GEORGE MacDonald Fraser, in The General Danced at Dawn (1970) and the other stories about Private MacAuslin (“the dirtiest soldier in the world”), MacAuslin in the Rough (1974) and The Sheikh and the Dustbin (1988) creates sympathetic, credible characters whose escapades prompt chortles, chuckles and even loud laughter. Fraser’s better-known Flashman series (1969-2005) covers the years in the fictional life of their “hero” from 1839 to 1894; he makes a final appearance in Mr American (1980), which is set immediately before the First World War.

Flashman is last seen in a carriage making for Buckingham Palace, where he intends to relieve himself, as his bladder is not as good as it used to be. He will not be rushed, however, and is still shrewdly perceptive of the world around him, and flourishing, despite time’s encroachments.
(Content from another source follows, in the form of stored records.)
//! Product review handlers.

use axum::{
    Json,
    extract::{Path, State},
    http::StatusCode,
};
use lasu_mart_core::{ProductId, ReviewId};
use serde_json::{Value, json};
use tracing::{info, instrument};

use crate::db::{RepositoryError, ReviewRepository};
use crate::error::{AppError, Result};
use crate::middleware::RequireAuth;
use crate::models::{NewReview, Review};
use crate::state::AppState;

/// GET /reviews/{product_id}
pub async fn list(
    State(state): State<AppState>,
    Path(product_id): Path<ProductId>,
) -> Result<Json<Vec<Review>>> {
    let reviews = ReviewRepository::new(state.pool())
        .list_for_product(product_id)
        .await?;
    Ok(Json(reviews))
}

/// POST /reviews
#[instrument(skip(state, user, body), fields(user_id = %user.uid, product_id = %body.product_id))]
pub async fn create(
    State(state): State<AppState>,
    RequireAuth(user): RequireAuth,
    Json(mut body): Json<NewReview>,
) -> Result<(StatusCode, Json<Review>)> {
    body.comment = body.comment.trim().to_string();
    if body.comment.is_empty() {
        return Err(AppError::BadRequest("Comment cannot be empty".to_string()));
    }

    let review = ReviewRepository::new(state.pool())
        .create(&user.uid, &body)
        .await
        .map_err(|e| match e {
            RepositoryError::Conflict(_) => AppError::NotFound("Product not found".to_string()),
            other => other.into(),
        })?;

    info!(review_id = %review.review_id, "Review added");
    Ok((StatusCode::CREATED, Json(review)))
}

/// Delete a review. Authors can delete their own; admins can delete any.
///
/// DELETE /reviews/{review_id}
#[instrument(skip(state, user), fields(user_id = %user.uid))]
pub async fn delete(
    State(state): State<AppState>,
    RequireAuth(user): RequireAuth,
    Path(review_id): Path<ReviewId>,
) -> Result<Json<Value>> {
    let reviews = ReviewRepository::new(state.pool());
    let review = reviews
        .get(review_id)
        .await?
        .ok_or_else(|| AppError::NotFound("Review not found".to_string()))?;

    if review.user_id != user.uid && !user.is_admin() {
        return Err(AppError::Forbidden(
            "Only the author can delete this review".to_string(),
        ));
    }

    reviews.delete(review_id).await?;
    Ok(Json(json!({ "message": "Review deleted" })))
}
//! In-process fan-out for chat sockets.
//!
//! Every open socket on a chat subscribes to that chat's broadcast channel.
//! Channels are created on first subscribe and dropped once the last
//! subscriber leaves.

use dashmap::DashMap;
use serde::{Deserialize, Serialize};
use tokio::sync::broadcast;

use lasu_mart_core::ChatId;

use crate::models::ChatMessage;

/// Buffered events per chat before slow sockets start lagging.
const CHANNEL_CAPACITY: usize = 64;

/// Frames sent to chat sockets.
#[derive(Debug, Clone, PartialEq, Serialize, Deserialize)]
#[serde(tag = "event", content = "data", rename_all = "snake_case")]
pub enum ChatEvent {
    /// History, sent once right after connecting.
    PreviousMessages(Vec<ChatMessage>),
    /// A message someone just sent.
    NewMessage(ChatMessage),
    /// A frame could not be handled.
    ServerError { message: String },
}

/// Frames accepted from chat sockets.
#[derive(Debug, Clone, PartialEq, Eq, Deserialize)]
#[serde(tag = "event", content = "data", rename_all = "snake_case")]
pub enum ClientFrame {
    NewMessage { body: String },
}

/// Chat id to broadcast sender.
#[derive(Debug, Default)]
pub struct ChatHub {
    channels: DashMap<ChatId, broadcast::Sender<ChatEvent>>,
}

impl ChatHub {
    #[must_use]
    pub fn new() -> Self {
        Self::default()
    }

    /// Subscribe to a chat, creating its channel if needed.
    pub fn subscribe(&self, chat_id: ChatId) -> broadcast::Receiver<ChatEvent> {
        self.channels
            .entry(chat_id)
            .or_insert_with(|| broadcast::channel(CHANNEL_CAPACITY).0)
            .subscribe()
    }

    /// Send an event to every socket on a chat. Returns how many received it.
    pub fn publish(&self, chat_id: ChatId, event: ChatEvent) -> usize {
        self.channels
            .get(&chat_id)
            .and_then(|tx| tx.send(event).ok())
            .unwrap_or(0)
    }

    /// Drop a chat's channel if nobody is listening any more.
    pub fn release(&self, chat_id: ChatId) {
        self.channels
            .remove_if(&chat_id, |_, tx| tx.receiver_count() == 0);
    }

    /// Number of chats with a live channel.
    #[must_use]
    pub fn active_chats(&self) -> usize {
        self.channels.len()
    }
}

#[cfg(test)]
#[allow(clippy::unwrap_used)]
mod tests {
    use chrono::Utc;
    use lasu_mart_core::{ChatMessageId, UserId};

    use super::*;

    fn message(chat_id: ChatId, body: &str) -> ChatMessage {
        ChatMessage {
            message_id: ChatMessageId::random(),
            chat_id,
            sender_id: UserId::new("buyer-1"),
            sender_name: "Ada".to_string(),
            body: body.to_string(),
            sent_at: Utc::now(),
        }
    }

    #[tokio::test]
    async fn test_publish_reaches_every_subscriber() {
        let hub = ChatHub::new();
        let chat = ChatId::random();
        let mut a = hub.subscribe(chat);
        let mut b = hub.subscribe(chat);

        let sent = message(chat, "is this still available?");
        assert_eq!(hub.publish(chat, ChatEvent::NewMessage(sent.clone())), 2);

        assert_eq!(a.recv().await.unwrap(), ChatEvent::NewMessage(sent.clone()));
        assert_eq!(b.recv().await.unwrap(), ChatEvent::NewMessage(sent));
    }

    #[test]
    fn test_publish_is_scoped_to_chat() {
        let hub = ChatHub::new();
        let chat = ChatId::random();
        let other = ChatId::random();
        let _rx = hub.subscribe(chat);

        assert_eq!(hub.publish(other, ChatEvent::NewMessage(message(other, "hi"))), 0);
    }

    #[test]
    fn test_release_drops_idle_channels_only() {
        let hub = ChatHub::new();
        let chat = ChatId::random();
        let rx = hub.subscribe(chat);

        hub.release(chat);
        assert_eq!(hub.active_chats(), 1);

        drop(rx);
        hub.release(chat);
        assert_eq!(hub.active_chats(), 0);
    }

    #[test]
    fn test_event_wire_format() {
        let json = serde_json::to_value(ChatEvent::ServerError {
            message: "bad frame".to_string(),
        })
        .unwrap();
        assert_eq!(
            json,
            serde_json::json!({"event": "server_error", "data": {"message": "bad frame"}})
        );

        let frame: ClientFrame =
            serde_json::from_str(r#"{"event":"new_message","data":{"body":"hello"}}"#).unwrap();
        assert_eq!(
            frame,
            ClientFrame::NewMessage {
                body: "hello".to_string()
            }
        );
    }
}
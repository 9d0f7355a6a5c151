//! Unified error handling with Sentry integration.
//!
//! Every handler returns `Result<T, AppError>`. Server-side failures are
//! captured to Sentry before responding; clients only ever see
//! `{"message": "..."}` with a status code, never internal details.

use axum::{
    Json,
    http::StatusCode,
    response::{IntoResponse, Response},
};
use serde_json::json;
use thiserror::Error;

use crate::db::RepositoryError;
use crate::models::OtpRejection;
use crate::services::assets::AssetError;
use crate::services::email::EmailError;
use crate::services::embeddings::EmbeddingError;
use crate::services::identity::IdentityError;
use crate::services::orders::OrderError;
use crate::services::otp::OtpError;
use crate::services::products::ProductError;

/// Application-level error type for the API.
#[derive(Debug, Error)]
pub enum AppError {
    /// Database operation failed.
    #[error("Database error: {0}")]
    Database(#[from] RepositoryError),

    /// Identity provider operation failed.
    #[error("Identity error: {0}")]
    Identity(#[from] IdentityError),

    /// Asset host operation failed.
    #[error("Asset error: {0}")]
    Asset(#[from] AssetError),

    /// Embedding service call failed.
    #[error("Embedding error: {0}")]
    Embedding(#[from] EmbeddingError),

    #[error("Email error: {0}")]
    Email(#[from] EmailError),

    #[error("Order error: {0}")]
    Order(#[from] OrderError),

    #[error("Verification error: {0}")]
    Otp(#[from] OtpError),

    #[error("Product error: {0}")]
    Product(#[from] ProductError),

    /// Resource not found.
    #[error("Not found: {0}")]
    NotFound(String),

    /// User is not authenticated.
    #[error("Unauthorized: {0}")]
    Unauthorized(String),

    /// User is authenticated but not allowed to do this.
    #[error("Forbidden: {0}")]
    Forbidden(String),

    /// Bad request from client.
    #[error("Bad request: {0}")]
    BadRequest(String),

    #[error("Conflict: {0}")]
    Conflict(String),

    /// Rate limited.
    #[error("Rate limited")]
    RateLimited,

    /// Internal server error.
    #[error("Internal error: {0}")]
    Internal(String),
}

impl From<sqlx::Error> for AppError {
    fn from(e: sqlx::Error) -> Self {
        Self::Database(RepositoryError::Database(e))
    }
}

impl From<tower_sessions::session::Error> for AppError {
    fn from(e: tower_sessions::session::Error) -> Self {
        Self::Internal(format!("session: {e}"))
    }
}

const INTERNAL: &str = "Internal server error";
const UPSTREAM: &str = "External service error";

fn repository(err: &RepositoryError) -> (StatusCode, String) {
    match err {
        RepositoryError::NotFound => (StatusCode::NOT_FOUND, "Not found".to_string()),
        RepositoryError::Conflict(msg) => (StatusCode::CONFLICT, msg.clone()),
        RepositoryError::Database(_) | RepositoryError::DataCorruption(_) => {
            (StatusCode::INTERNAL_SERVER_ERROR, INTERNAL.to_string())
        }
    }
}

fn identity(err: &IdentityError) -> (StatusCode, String) {
    err.client_facing().map_or_else(
        || (StatusCode::BAD_GATEWAY, UPSTREAM.to_string()),
        |(status, message)| (status, message.to_string()),
    )
}

fn upstream() -> (StatusCode, String) {
    (StatusCode::BAD_GATEWAY, UPSTREAM.to_string())
}

fn rejection(err: OtpRejection) -> (StatusCode, String) {
    let status = match err {
        OtpRejection::Invalid | OtpRejection::Expired => StatusCode::BAD_REQUEST,
        OtpRejection::RecipientMismatch => StatusCode::FORBIDDEN,
    };
    (status, err.to_string())
}

impl AppError {
    /// Status and client-safe message.
    fn parts(&self) -> (StatusCode, String) {
        match self {
            Self::Database(err) => repository(err),
            Self::Identity(err) => identity(err),
            Self::Asset(_) | Self::Embedding(_) | Self::Email(_) => upstream(),
            Self::Order(err) => match err {
                OrderError::ProductUnavailable(_) | OrderError::NotFound => {
                    (StatusCode::NOT_FOUND, err.to_string())
                }
                OrderError::Forbidden => (StatusCode::FORBIDDEN, err.to_string()),
                OrderError::MissingAddress
                | OrderError::NotCancellable(_)
                | OrderError::InvalidTransition(_) => (StatusCode::BAD_REQUEST, err.to_string()),
                OrderError::Repository(err) => repository(err),
            },
            Self::Otp(err) => match err {
                OtpError::Rejected(r) => rejection(*r),
                OtpError::Repository(err) => repository(err),
                OtpError::Identity(err) => identity(err),
                OtpError::Email(_) => upstream(),
            },
            Self::Product(err) => match err {
                ProductError::NotVerified | ProductError::Forbidden => {
                    (StatusCode::FORBIDDEN, err.to_string())
                }
                ProductError::NotFound => (StatusCode::NOT_FOUND, err.to_string()),
                ProductError::TooManyImages => (StatusCode::BAD_REQUEST, err.to_string()),
                ProductError::Repository(err) => repository(err),
                ProductError::Asset(_) | ProductError::Embedding(_) => upstream(),
            },
            Self::NotFound(msg) => (StatusCode::NOT_FOUND, msg.clone()),
            Self::Unauthorized(msg) => (StatusCode::UNAUTHORIZED, msg.clone()),
            Self::Forbidden(msg) => (StatusCode::FORBIDDEN, msg.clone()),
            Self::BadRequest(msg) => (StatusCode::BAD_REQUEST, msg.clone()),
            Self::Conflict(msg) => (StatusCode::CONFLICT, msg.clone()),
            Self::RateLimited => (
                StatusCode::TOO_MANY_REQUESTS,
                "Too many requests, try again later".to_string(),
            ),
            Self::Internal(_) => (StatusCode::INTERNAL_SERVER_ERROR, INTERNAL.to_string()),
        }
    }
}

impl IntoResponse for AppError {
    fn into_response(self) -> Response {
        let (status, message) = self.parts();

        // Capture server errors to Sentry
        if status.is_server_error() {
            let event_id = sentry::capture_error(&self);
            tracing::error!(
                error = %self,
                sentry_event_id = %event_id,
                "Request error"
            );
        }

        (status, Json(json!({ "message": message }))).into_response()
    }
}

/// Result type alias for `AppError`.
pub type Result<T> = std::result::Result<T, AppError>;

/// Set the Sentry user context.
///
/// Call this after successful authentication to associate errors with users.
pub fn set_sentry_user(user_id: &impl ToString, email: Option<&str>) {
    sentry::configure_scope(|scope| {
        scope.set_user(Some(sentry::User {
            id: Some(user_id.to_string()),
            email: email.map(String::from),
            ..Default::default()
        }));
    });
}

/// Clear the Sentry user context.
pub fn clear_sentry_user() {
    sentry::configure_scope(|scope| {
        scope.set_user(None);
    });
}

/// Add a breadcrumb for user actions.
///
/// # Example
///
/// ```rust,ignore
/// add_breadcrumb("order", "Placed orders", Some(&[("count", "3")]));
/// ```
pub fn add_breadcrumb(category: &str, message: &str, data: Option<&[(&str, &str)]>) {
    let mut breadcrumb = sentry::Breadcrumb {
        category: Some(category.to_string()),
        message: Some(message.to_string()),
        level: sentry::Level::Info,
        ..Default::default()
    };

    if let Some(pairs) = data {
        for (key, value) in pairs {
            breadcrumb.data.insert(
                (*key).to_string(),
                serde_json::Value::String((*value).to_string()),
            );
        }
    }

    sentry::add_breadcrumb(breadcrumb);
}

#[cfg(test)]
#[allow(clippy::unwrap_used)]
mod tests {
    use lasu_mart_core::{DeliveryStatus, ProductId, StatusTransitionError};

    use super::*;

    fn get_status(err: AppError) -> StatusCode {
        err.into_response().status()
    }

    #[test]
    fn test_app_error_display() {
        let err = AppError::NotFound("product-123".to_string());
        assert_eq!(err.to_string(), "Not found: product-123");

        let err = AppError::BadRequest("invalid input".to_string());
        assert_eq!(err.to_string(), "Bad request: invalid input");
    }

    #[test]
    fn test_app_error_status_codes() {
        assert_eq!(
            get_status(AppError::NotFound("test".to_string())),
            StatusCode::NOT_FOUND
        );
        assert_eq!(
            get_status(AppError::Unauthorized("test".to_string())),
            StatusCode::UNAUTHORIZED
        );
        assert_eq!(
            get_status(AppError::Forbidden("test".to_string())),
            StatusCode::FORBIDDEN
        );
        assert_eq!(
            get_status(AppError::BadRequest("test".to_string())),
            StatusCode::BAD_REQUEST
        );
        assert_eq!(
            get_status(AppError::Conflict("test".to_string())),
            StatusCode::CONFLICT
        );
        assert_eq!(
            get_status(AppError::RateLimited),
            StatusCode::TOO_MANY_REQUESTS
        );
        assert_eq!(
            get_status(AppError::Internal("test".to_string())),
            StatusCode::INTERNAL_SERVER_ERROR
        );
    }

    #[test]
    fn test_order_error_status_codes() {
        assert_eq!(
            get_status(OrderError::ProductUnavailable(ProductId::random()).into()),
            StatusCode::NOT_FOUND
        );
        assert_eq!(get_status(OrderError::Forbidden.into()), StatusCode::FORBIDDEN);
        assert_eq!(
            get_status(OrderError::NotCancellable(DeliveryStatus::Delivered).into()),
            StatusCode::BAD_REQUEST
        );
        assert_eq!(
            get_status(
                OrderError::InvalidTransition(StatusTransitionError::Terminal(
                    DeliveryStatus::Cancelled
                ))
                .into()
            ),
            StatusCode::BAD_REQUEST
        );
    }

    #[test]
    fn test_otp_rejection_status_codes() {
        assert_eq!(
            get_status(OtpError::Rejected(OtpRejection::Expired).into()),
            StatusCode::BAD_REQUEST
        );
        assert_eq!(
            get_status(OtpError::Rejected(OtpRejection::Invalid).into()),
            StatusCode::BAD_REQUEST
        );
        assert_eq!(
            get_status(OtpError::Rejected(OtpRejection::RecipientMismatch).into()),
            StatusCode::FORBIDDEN
        );
    }

    #[test]
    fn test_repository_conflict_is_409() {
        assert_eq!(
            get_status(RepositoryError::Conflict("category already exists".into()).into()),
            StatusCode::CONFLICT
        );
        assert_eq!(
            get_status(RepositoryError::NotFound.into()),
            StatusCode::NOT_FOUND
        );
    }

    #[test]
    fn test_identity_errors_use_lookup_table() {
        let err = IdentityError::Rejected {
            code: "auth/email-already-exists".to_string(),
            message: "EMAIL_EXISTS".to_string(),
        };
        assert_eq!(get_status(err.into()), StatusCode::BAD_REQUEST);

        let err = IdentityError::Api {
            status: 503,
            message: "down".to_string(),
        };
        assert_eq!(get_status(err.into()), StatusCode::BAD_GATEWAY);
        assert_eq!(
            get_status(IdentityError::InvalidToken.into()),
            StatusCode::UNAUTHORIZED
        );
    }

    #[tokio::test]
    async fn test_internal_details_are_hidden() {
        let response = AppError::Internal("connection string leaked".to_string()).into_response();
        let body = axum::body::to_bytes(response.into_body(), usize::MAX)
            .await
            .unwrap();
        let json: serde_json::Value = serde_json::from_slice(&body).unwrap();
        assert_eq!(json["message"], "Internal server error");
    }
}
The novels satirically recreate the Victorian world and the British Empire, locations ranging from India and Afghanistan to Africa, the United States and South America, but as the series progresses, the fortunes of British identity in the last three decades of the 20th century, the period in which the novels were written, affect the tone of humour, the portrayal of cowardice, hypocrisy, bullying and swagger, the futile and profligate waste of life dictated by imperial power, and the warmongering of London governments.

The first sentence of Flashman in the Great Game (1975) gives a good idea of the humour at work: “They don’t often invite me to Balmoral nowadays, which is a blessing: those damned tartan carpets always put me off my food, to say nothing of the endless pictures of German royalty and that unspeakable statue of the Prince Consort standing knock-kneed in a kilt.”

Iain Crichton Smith’s Murdo stories (first collected in 1981) and the story Napoleon and I are funny indeed but there is also a dark threnody of seriousness, humour built upon fragility, vulnerability and frailty. Norman MacCaig is one of the funniest poets ever and Edwin Morgan combines celebration and festivity in a poem like Trio and in concrete poems of visual puns, like the Siesta of a Hungarian Snake or the Forgetful Duck. Iain Banks is wild in the macabre appetite of his debut novel The Wasp Factory (1984), and Espedair Street (1987) is buoyant with humour, while The Crow Road (1992) begins with one of the funniest lines in fiction, which is nonetheless, in its own style, another way of saying what Robert Louis Stevenson says in Kidnapped, maybe the greatest opening line of any novel: “I will begin the story of my adventures with a certain morning early in the month of June, the year of grace 1751, when I took the key for the last time out of the door of my father’s house.”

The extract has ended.